Aim of the task:
Within the data that follows, tally every line containing "LinkStore". Provide only the tally.

Supplied material:
//! Link replacement transaction
//!
//! [`replace_links`] makes the outbound links of one `(from, name)` key equal
//! exactly a supplied target list:
//!
//! 1. lock the key (serializes replacements on the same key)
//! 2. stage deletion of every existing link under the key
//! 3. stage one insert per target, validating each
//! 4. commit the staged batch atomically
//!
//! A validation failure in step 3 drops the batch, so the store keeps the
//! old link set. Readers never observe a partially replaced key.

use crate::store::{LinkStore, WriteBatch};
use reslink_types::{EntityRef, LinkData, LinkId, LinkKey, LinkResult, NewLink, ValidationError};
use std::collections::HashSet;
use std::time::Duration;

/// Default wait for the per-key transaction lock
pub const DEFAULT_LOCK_TIMEOUT: Duration = Duration::from_secs(5);

/// Replacement options
#[derive(Debug, Clone, Copy, PartialEq, Eq)]
pub struct ReplaceOptions {
    /// Maximum wait for the per-key lock
    pub lock_timeout: Duration,
    /// Collapse duplicate targets, keeping the first occurrence
    pub unique_targets: bool,
    /// Reject replacements with more targets than this
    pub max_targets: Option<usize>,
}

impl ReplaceOptions {
    /// Default options
    #[inline]
    #[must_use]
    pub fn new() -> Self {
        Self::default()
    }

    /// With lock timeout
    #[inline]
    #[must_use]
    pub fn with_lock_timeout(mut self, timeout: Duration) -> Self {
        self.lock_timeout = timeout;
        self
    }

    /// With duplicate collapsing
    #[inline]
    #[must_use]
    pub fn with_unique_targets(mut self, unique: bool) -> Self {
        self.unique_targets = unique;
        self
    }

    /// With target limit
    #[inline]
    #[must_use]
    pub fn with_max_targets(mut self, max: usize) -> Self {
        self.max_targets = Some(max);
        self
    }
}

impl Default for ReplaceOptions {
    fn default() -> Self {
        Self {
            lock_timeout: DEFAULT_LOCK_TIMEOUT,
            unique_targets: false,
            max_targets: None,
        }
    }
}

/// Outcome of a committed replacement
#[derive(Debug, Clone, Default, PartialEq, Eq)]
pub struct Replaced {
    /// Links removed from the key
    pub removed: usize,
    /// Ids of the new links, in target order
    pub inserted: Vec<LinkId>,
}

/// Atomically replace every `from --name--> *` link with one link per target
///
/// An empty `targets` list deletes the key's links. Duplicate targets become
/// independent links unless [`ReplaceOptions::unique_targets`] is set.
///
/// # Errors
/// - `LinkError::Validation` if `from`, `name` or any target is incomplete,
///   or the target count exceeds [`ReplaceOptions::max_targets`]
/// - `LinkError::TransactionAborted` if the key lock is not acquired in time
/// - `LinkError::Storage` if the commit fails
///
/// On any error the previous link set is left untouched.
pub fn replace_links<S, I>(
    store: &S,
    from: &EntityRef,
    targets: I,
    name: &str,
    data: &LinkData,
    options: &ReplaceOptions,
) -> LinkResult<Replaced>
where
    S: LinkStore + ?Sized,
    I: IntoIterator<Item = EntityRef>,
{
    let targets = collect_targets(targets, options)?;

    // Fail fast on a bad key before waiting on its lock.
    NewLink::new(from.clone(), from.clone(), name).validate()?;

    let key = LinkKey::new(from, name);
    let _lock = store.lock_key(&key, options.lock_timeout)?;

    let mut batch = WriteBatch::new();
    batch.delete_by_from_and_name(key.clone());
    for target in targets {
        batch.insert(NewLink::new(from.clone(), target, name).with_data(data.clone()))?;
    }

    let report = store.commit(batch)?;
    tracing::info!(
        "Replaced links under {}: removed {}, inserted {}",
        key,
        report.deleted,
        report.inserted.len()
    );

    Ok(Replaced {
        removed: report.deleted,
        inserted: report.inserted,
    })
}

fn collect_targets<I>(targets: I, options: &ReplaceOptions) -> Result<Vec<EntityRef>, ValidationError>
where
    I: IntoIterator<Item = EntityRef>,
{
    let mut targets: Vec<EntityRef> = targets.into_iter().collect();

    if options.unique_targets {
        let mut seen = HashSet::new();
        targets.retain(|target| seen.insert(target.clone()));
    }

    if let Some(max) = options.max_targets {
        if targets.len() > max {
            return Err(ValidationError::TooManyTargets {
                count: targets.len(),
                max,
            });
        }
    }

    Ok(targets)
}
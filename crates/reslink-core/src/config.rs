//! Link graph configuration
//!
//! [`LinkGraphConfig`] is plain serde data with builder-style setters. It can
//! be written by hand in TOML:
//!
//! ```toml
//! lock_timeout_ms = 2000
//! unique_targets = true
//! max_targets_per_replace = 500
//! snapshot_path = "links.json"
//! ```

use reslink_store::ReplaceOptions;
use serde::{Deserialize, Serialize};
use std::fs;
use std::path::{Path, PathBuf};
use std::time::Duration;

/// Configuration loading errors
#[derive(Debug, thiserror::Error)]
pub enum ConfigError {
    /// Config file could not be read
    #[error("cannot read config {}: {source}", .path.display())]
    Io {
        /// Config file path
        path: PathBuf,
        /// Underlying error
        #[source]
        source: std::io::Error,
    },

    /// Config text is not valid TOML for [`LinkGraphConfig`]
    #[error("invalid config: {0}")]
    Parse(#[from] toml::de::Error),
}

/// Link graph configuration
#[derive(Debug, Clone, PartialEq, Eq, Serialize, Deserialize)]
#[serde(default, deny_unknown_fields)]
pub struct LinkGraphConfig {
    /// Maximum wait for a `(from, name)` key lock, in milliseconds
    pub lock_timeout_ms: u64,
    /// Collapse duplicate targets in a replacement
    pub unique_targets: bool,
    /// Reject replacements with more targets than this
    pub max_targets_per_replace: Option<usize>,
    /// JSON snapshot backing the store
    pub snapshot_path: Option<PathBuf>,
}

impl LinkGraphConfig {
    /// Create default configuration
    #[inline]
    #[must_use]
    pub fn new() -> Self {
        Self::default()
    }

    /// With lock timeout
    #[inline]
    #[must_use]
    pub fn with_lock_timeout(mut self, timeout: Duration) -> Self {
        self.lock_timeout_ms = u64::try_from(timeout.as_millis()).unwrap_or(u64::MAX);
        self
    }

    /// With duplicate collapsing
    #[inline]
    #[must_use]
    pub fn with_unique_targets(mut self, unique: bool) -> Self {
        self.unique_targets = unique;
        self
    }

    /// With target limit
    #[inline]
    #[must_use]
    pub fn with_max_targets(mut self, max: usize) -> Self {
        self.max_targets_per_replace = Some(max);
        self
    }

    /// With snapshot file
    #[inline]
    #[must_use]
    pub fn with_snapshot_path(mut self, path: impl Into<PathBuf>) -> Self {
        self.snapshot_path = Some(path.into());
        self
    }

    /// Lock timeout as a duration
    #[inline]
    #[must_use]
    pub fn lock_timeout(&self) -> Duration {
        Duration::from_millis(self.lock_timeout_ms)
    }

    /// Options for the replacement transaction
    #[must_use]
    pub fn replace_options(&self) -> ReplaceOptions {
        let options = ReplaceOptions::new()
            .with_lock_timeout(self.lock_timeout())
            .with_unique_targets(self.unique_targets);
        match self.max_targets_per_replace {
            Some(max) => options.with_max_targets(max),
            None => options,
        }
    }

    /// Parse from TOML text
    ///
    /// # Errors
    /// [`ConfigError::Parse`] on invalid TOML or unknown keys.
    pub fn from_toml_str(text: &str) -> Result<Self, ConfigError> {
        Ok(toml::from_str(text)?)
    }

    /// Load from a TOML file
    ///
    /// # Errors
    /// [`ConfigError::Io`] if the file cannot be read, otherwise as [`Self::from_toml_str`].
    pub fn from_file(path: impl AsRef<Path>) -> Result<Self, ConfigError> {
        let path = path.as_ref();
        let text = fs::read_to_string(path).map_err(|source| ConfigError::Io {
            path: path.to_path_buf(),
            source,
        })?;
        Self::from_toml_str(&text)
    }
}

impl Default for LinkGraphConfig {
    fn default() -> Self {
        Self {
            lock_timeout_ms: 5_000,
            unique_targets: false,
            max_targets_per_replace: None,
            snapshot_path: None,
        }
    }
}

Solution to this exercise:
2